Figure 4. Mechanism of phospholipid-mediated suppression of mitochondrial division.

(A) Cells expressing MitoPLD-GFP or GFP were subjected to immunoprecipitation using anti-GFP antibodies. Drp1, Mfn1 and Opa1 specifically bind mitoPLD-GFP. (B) Mouse testes were subjected to immunoprecipitation using anti-MitoPLD antibodies. Drp1 specifically bind MitoPLD. (C) A FLAG-tagged cytoplasmic domain of MitoPLD (mitoPLDΔTM) was incubated with His₆-Drp1, and His₆-Drp1 was pulled down with anti-Drp1 antibodies. Drp1 directly binds mitoPLDΔTM. (D) Model for inhibitory lipid microenvironment created by the Drp1-MitoPLD interaction. (E) The GTPase activity of His₆-Drp1 was measured in the presence of the indicated liposomes.

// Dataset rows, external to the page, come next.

//! Console rendering of headline KPIs and top-N tables

use crate::config::Dimension;
use crate::kpi::KpiTable;
use crate::models::DimensionSummaryRow;
use crate::ranking::Metric;
use crate::sequence::SequenceSummary;
use std::fmt::Write;

pub fn section_header(title: &str) -> String {
    format!("\n{}\n  {}\n{}\n", "═".repeat(80), title, "═".repeat(80))
}

pub fn subsection(title: &str) -> String {
    format!("\n{}\n{}\n", title, "─".repeat(70))
}

fn bar(rate: f64) -> String {
    "#".repeat((rate * 100.0 / 5.0).max(0.0) as usize)
}

/// Thousands-separated integer, `0` for anything non-finite
pub fn fmt_int(x: f64) -> String {
    if !x.is_finite() {
        return "0".to_string();
    }
    let n = x.round() as i64;
    let digits = n.unsigned_abs().to_string();
    let mut out = String::new();
    for (i, c) in digits.chars().enumerate() {
        if i > 0 && (digits.len() - i) % 3 == 0 {
            out.push(',');
        }
        out.push(c);
    }
    if n < 0 {
        format!("-{}", out)
    } else {
        out
    }
}

pub fn otif_headline(table: &KpiTable) -> String {
    let mut out = section_header("OTIF KPIs");
    let _ = writeln!(out, "  Total cases:                 {:>12}", table.len());
    let _ = writeln!(out, "  Late delivery rate:          {:>11.1}%", table.late_rate() * 100.0);
    let _ = writeln!(
        out,
        "  Tolerance violation rate:    {:>11.1}%",
        table.tol_violation_rate() * 100.0
    );
    let _ = writeln!(out, "  OTIF fail rate:              {:>11.1}%", table.otif_fail_rate() * 100.0);
    out
}

/// Top-N table for one dimension and metric, labels carry N and order value
pub fn top_table(
    dimension: &Dimension,
    metric: Metric,
    rows: &[DimensionSummaryRow],
    top_n: usize,
    min_cases: usize,
) -> String {
    let mut out = subsection(&format!(
        "{}: {} (Top {}, N>={})",
        dimension.label,
        metric.title(),
        top_n,
        min_cases
    ));
    let _ = writeln!(out, "  {:40} {:>10} {:>10}  {}", "Member", "Rate", "Cases", "Visual");
    let _ = writeln!(out, "  {}", "─".repeat(68));
    for row in rows {
        let mut label = row.member.clone();
        if let Some(v) = row.sum_order_value {
            label = format!("{} (V={})", label, fmt_int(v));
        }
        match metric.value(row) {
            Some(rate) => {
                let _ = writeln!(
                    out,
                    "  {:40} {:>9.1}% {:>10}  {}",
                    truncate(&label, 40),
                    rate * 100.0,
                    row.cases,
                    bar(rate)
                );
            }
            None => {
                let _ = writeln!(out, "  {:40} {:>10} {:>10}", truncate(&label, 40), "n/a", row.cases);
            }
        }
    }
    out
}

pub fn sequence_summary(summary: &SequenceSummary, top_n: usize) -> String {
    let mut out = section_header("CORE SEQUENCE CHECK");
    let _ = writeln!(out, "  Total cases (with at least 1 core event): {}", summary.total_cases);
    let _ = writeln!(
        out,
        "  Cases with timestamp violating core sequence: {}",
        summary.violating_cases
    );
    let _ = writeln!(out, "  Share: {:.2}%", summary.share_pct);

    if !summary.distribution.is_empty() {
        out.push_str(&subsection("Top first-violation transitions"));
        let _ = writeln!(out, "  {:50} {:>8} {:>10}", "Transition", "Cases", "Share");
        for row in summary.distribution.iter().take(top_n) {
            let _ = writeln!(
                out,
                "  {:50} {:>8} {:>9.2}%",
                row.first_violation_between, row.case_count, row.share_pct_of_all_cases
            );
        }
    }
    out
}

/// Flag reason labels with their record counts
pub fn flag_counts(flagged: &[(String, usize)]) -> String {
    let mut out = subsection("Data quality flags");
    if flagged.is_empty() {
        out.push_str("  No records flagged\n");
    }
    for (reason, count) in flagged {
        let _ = writeln!(out, "  {:24} {:>8} records", reason, count);
    }
    out
}

fn truncate(s: &str, max_len: usize) -> String {
    if s.chars().count() > max_len {
        let head: String = s.chars().take(max_len.saturating_sub(3)).collect();
        format!("{}...", head)
    } else {
        s.to_string()
    }
}

#[cfg(test)]
mod tests {
    use super::*;

    #[test]
    fn test_fmt_int() {
        assert_eq!(fmt_int(0.0), "0");
        assert_eq!(fmt_int(999.4), "999");
        assert_eq!(fmt_int(1234567.0), "1,234,567");
        assert_eq!(fmt_int(-1000.0), "-1,000");
        assert_eq!(fmt_int(f64::NAN), "0");
    }

    #[test]
    fn test_truncate() {
        assert_eq!(truncate("short", 10), "short");
        assert_eq!(truncate("a very long member name", 10), "a very ...");
    }

    #[test]
    fn test_top_table_lines() {
        let row = DimensionSummaryRow {
            dimension: "FACTORY".into(),
            member: "Plant North".into(),
            cases: 250,
            late_rate_cases: 0.25,
            tol_violation_rate_cases: 0.0,
            otif_fail_rate_cases: 0.25,
            otif_fail_cases: 62,
            sum_order_value: Some(12345.0),
            sum_order_value_otif_fail: Some(100.0),
            otif_fail_rate_value: None,
        };
        let dim = Dimension::new("FACTORY", "factory", "Factory");
        let text = top_table(&dim, Metric::LateRate, &[row], 15, 200);
        assert!(text.contains("Factory: Late delivery rate (Top 15, N>=200)"));
        assert!(text.contains("Plant North (V=12,345)"));
        assert!(text.contains("25.0%"));
        assert!(text.contains("#####"));
    }
}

Saturated PA containing liposomes does not stimulate the GTPase activity of Drp1. Mean ± SEM (n = 5). (F–K), WT MEFs expressing MitoPLD-GFP or MitoPLD_H156N-GFP (F, G and H) or treated with SCD1 inhibitors (I, J and K) were subjected to immunofluorescence microscopy with antibodies specific for Tom20 and Drp1. The sizes of the Drp1 foci in the mitochondria were quantified (G and J). Red lines correspond to means (more than 300 Drp1 foci were analyzed). The relative abundance of Drp1 foci associated with the tips of mitochondrial tubules was determined (H and K). Mean ± SEM (n = 10 cells). Student’s t-test: **p< 0.01, ***p< 0.01. Bar, 10 μm.